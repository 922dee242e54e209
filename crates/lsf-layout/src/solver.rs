//! Placement solver contract.
//!
//! The solver partitions the call graph into groups that fit a node's
//! memory while meeting the latency budget. It is consumed as a black box:
//! one synchronous request/response per convergence iteration.
//!
//! ```text
//! request:  {params: {root, M, L, cp_end, delay}, nodes: [{id, mem, runtime}],
//!            edges: [{from, to, attr: {rate, data}}]}
//! response: {layout: [[id, ...], ...], opt_cost, latency}   latency < 0 → infeasible
//! ```

use std::fmt;
use std::io::{self, Read, Write};
use std::path::PathBuf;
use std::process::{Child, Command, ExitStatus, Stdio};
use std::thread;
use std::time::{Duration, Instant};

use serde::{Deserialize, Serialize};
use tracing::debug;

use crate::error::SolverError;

/// Id of the synthetic root node that feeds the first component.
pub const ROOT_NODE: &str = "P";

/// Node id on the wire: profiles are numbered from 1, the root is `"P"`.
#[derive(Debug, Clone, PartialEq, Eq, Hash, Serialize, Deserialize)]
#[serde(untagged)]
pub enum SolverNodeId {
    Profile(usize),
    Label(String),
}

impl SolverNodeId {
    pub fn root() -> Self {
        SolverNodeId::Label(ROOT_NODE.to_string())
    }
}

impl fmt::Display for SolverNodeId {
    fn fmt(&self, f: &mut fmt::Formatter<'_>) -> fmt::Result {
        match self {
            SolverNodeId::Profile(id) => write!(f, "{id}"),
            SolverNodeId::Label(label) => f.write_str(label),
        }
    }
}

#[derive(Debug, Clone, PartialEq, Serialize, Deserialize)]
pub struct SolverParams {
    /// Id of the first real node.
    pub root: usize,
    /// Memory available per group (MB).
    #[serde(rename = "M")]
    pub memory: u64,
    /// Latency budget (ms).
    #[serde(rename = "L")]
    pub latency: u32,
    /// Number of component nodes.
    pub cp_end: usize,
    /// Delay for every call that crosses groups (ms).
    pub delay: u32,
}

#[derive(Debug, Clone, PartialEq, Serialize, Deserialize)]
pub struct SolverNode {
    pub id: SolverNodeId,
    pub mem: u64,
    pub runtime: u32,
}

#[derive(Debug, Clone, PartialEq, Serialize, Deserialize)]
pub struct EdgeAttr {
    pub rate: f64,
    pub data: u32,
}

#[derive(Debug, Clone, PartialEq, Serialize, Deserialize)]
pub struct SolverEdge {
    pub from: SolverNodeId,
    pub to: SolverNodeId,
    pub attr: EdgeAttr,
}

#[derive(Debug, Clone, PartialEq, Serialize, Deserialize)]
pub struct SolverRequest {
    pub params: SolverParams,
    pub nodes: Vec<SolverNode>,
    pub edges: Vec<SolverEdge>,
}

#[derive(Debug, Clone, PartialEq, Serialize, Deserialize)]
pub struct SolverResponse {
    /// One entry per group, each listing the node ids it contains.
    pub layout: Vec<Vec<SolverNodeId>>,
    pub opt_cost: f64,
    /// End-to-end latency of the layout; negative when infeasible.
    pub latency: f64,
}

/// A synchronous placement solver.
pub trait PlacementSolver: Send + Sync {
    fn solve(&self, request: &SolverRequest) -> Result<SolverResponse, SolverError>;
}

/// How often a solver run with a deadline is polled for exit.
const POLL_INTERVAL: Duration = Duration::from_millis(10);

/// Runs the solver as a child process speaking JSON over stdin/stdout.
#[derive(Debug, Clone)]
pub struct ProcessSolver {
    command: String,
    script: Option<PathBuf>,
    timeout: Option<Duration>,
}

impl ProcessSolver {
    pub fn new(command: impl Into<String>, script: Option<PathBuf>) -> Self {
        Self {
            command: command.into(),
            script,
            timeout: None,
        }
    }

    /// Kill runs that take longer than `timeout`.
    pub fn with_timeout(mut self, timeout: Duration) -> Self {
        self.timeout = Some(timeout);
        self
    }

    /// Wait for the child, killing it once the deadline passes. The child
    /// is always reaped.
    fn wait(&self, child: &mut Child) -> Result<ExitStatus, SolverError> {
        let Some(limit) = self.timeout else {
            return Ok(child.wait()?);
        };
        let deadline = Instant::now() + limit;
        loop {
            match child.try_wait() {
                Ok(Some(status)) => return Ok(status),
                Ok(None) if Instant::now() < deadline => thread::sleep(POLL_INTERVAL),
                Ok(None) => {
                    kill(child);
                    return Err(SolverError::Timeout {
                        command: self.command.clone(),
                        after: limit,
                    });
                }
                Err(e) => {
                    kill(child);
                    return Err(e.into());
                }
            }
        }
    }
}

fn kill(child: &mut Child) {
    let _ = child.kill();
    let _ = child.wait();
}

fn drain(pipe: Option<impl Read>) -> io::Result<Vec<u8>> {
    let mut buf = Vec::new();
    if let Some(mut pipe) = pipe {
        pipe.read_to_end(&mut buf)?;
    }
    Ok(buf)
}

fn joined<T>(handle: thread::ScopedJoinHandle<'_, io::Result<T>>) -> io::Result<T> {
    handle
        .join()
        .unwrap_or_else(|_| Err(io::Error::other("solver pipe thread panicked")))
}

impl PlacementSolver for ProcessSolver {
    fn solve(&self, request: &SolverRequest) -> Result<SolverResponse, SolverError> {
        let input = serde_json::to_vec(request).map_err(SolverError::Encode)?;

        let mut cmd = Command::new(&self.command);
        if let Some(script) = &self.script {
            cmd.arg(script);
        }
        let mut child = cmd
            .stdin(Stdio::piped())
            .stdout(Stdio::piped())
            .stderr(Stdio::piped())
            .spawn()
            .map_err(|source| SolverError::Spawn {
                command: self.command.clone(),
                source,
            })?;

        // Pipes are pumped on their own threads so a solver that stops
        // reading or fills its output can still be timed out and reaped.
        let stdin = child.stdin.take();
        let stdout = child.stdout.take();
        let stderr = child.stderr.take();
        let (written, status, stdout, stderr) = thread::scope(|scope| {
            let writer = scope.spawn(|| match stdin {
                // stdin is closed on drop
                Some(mut stdin) => stdin.write_all(&input),
                None => Ok(()),
            });
            let out = scope.spawn(move || drain(stdout));
            let err = scope.spawn(move || drain(stderr));
            let status = self.wait(&mut child);
            (joined(writer), status, joined(out), joined(err))
        });

        let status = status?;
        if !status.success() {
            return Err(SolverError::Exit {
                status: status.to_string(),
                stderr: String::from_utf8_lossy(&stderr.unwrap_or_default())
                    .trim()
                    .to_string(),
            });
        }
        written?;
        let stdout = stdout?;

        debug!(bytes = stdout.len(), "solver responded");
        serde_json::from_slice(&stdout).map_err(|source| SolverError::Decode {
            source,
            stdout: String::from_utf8_lossy(&stdout).trim().to_string(),
        })
    }
}
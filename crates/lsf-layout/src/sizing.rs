//! Arrival rates and replica counts for composition groups.

use lsf_core::ScenarioLink;

/// Arrival rate assumed for a group with no incoming external links.
pub const DEFAULT_ARRIVAL_RATE: f64 = 1.0;

/// Total invocation rate of links entering `group` from outside it.
///
/// Links between two members of the group are internal calls and do not
/// count. The root group has no such links and falls back to
/// [`DEFAULT_ARRIVAL_RATE`].
pub fn group_arrival_rate(group: &[&str], links: &[ScenarioLink]) -> f64 {
    let rate: f64 = links
        .iter()
        .filter(|l| group.contains(&l.to.as_str()) && !group.contains(&l.from.as_str()))
        .map(|l| l.invocation_rate)
        .sum();
    if rate > 0.0 { rate } else { DEFAULT_ARRIVAL_RATE }
}

/// Replicas needed to serve `arrival_rate` requests per second.
///
/// One replica completes `1000 / runtime` requests per second per
/// concurrent slot. Never returns less than 1.
pub fn required_replicas(total_runtime_ms: u64, target_concurrency: u32, arrival_rate: f64) -> u32 {
    if total_runtime_ms == 0 {
        return 1;
    }
    let per_replica = (1000.0 / total_runtime_ms as f64) * f64::from(target_concurrency.max(1));
    let replicas = (arrival_rate / per_replica.max(1e-6)).ceil();
    if replicas.is_finite() && replicas >= 1.0 {
        replicas.min(f64::from(u32::MAX)) as u32
    } else {
        1
    }
}
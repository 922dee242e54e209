//! Error types for the lsf state store.

use thiserror::Error;

/// Result type alias for state store operations.
pub type StateResult<T> = Result<T, StateError>;

/// Errors that can occur during state store operations.
#[derive(Debug, Error)]
pub enum StateError {
    #[error("failed to open database: {0}")]
    Open(String),

    #[error("transaction error: {0}")]
    Transaction(String),

    #[error("table error: {0}")]
    Table(String),

    #[error("read error: {0}")]
    Read(String),

    #[error("write error: {0}")]
    Write(String),

    #[error("serialization error: {0}")]
    Serialize(String),

    #[error("deserialization error: {0}")]
    Deserialize(String),
}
※ ※ ※
• Task directions
The answer is to be a bare number, showing how many lines of the records contain "that".

• Written solution
6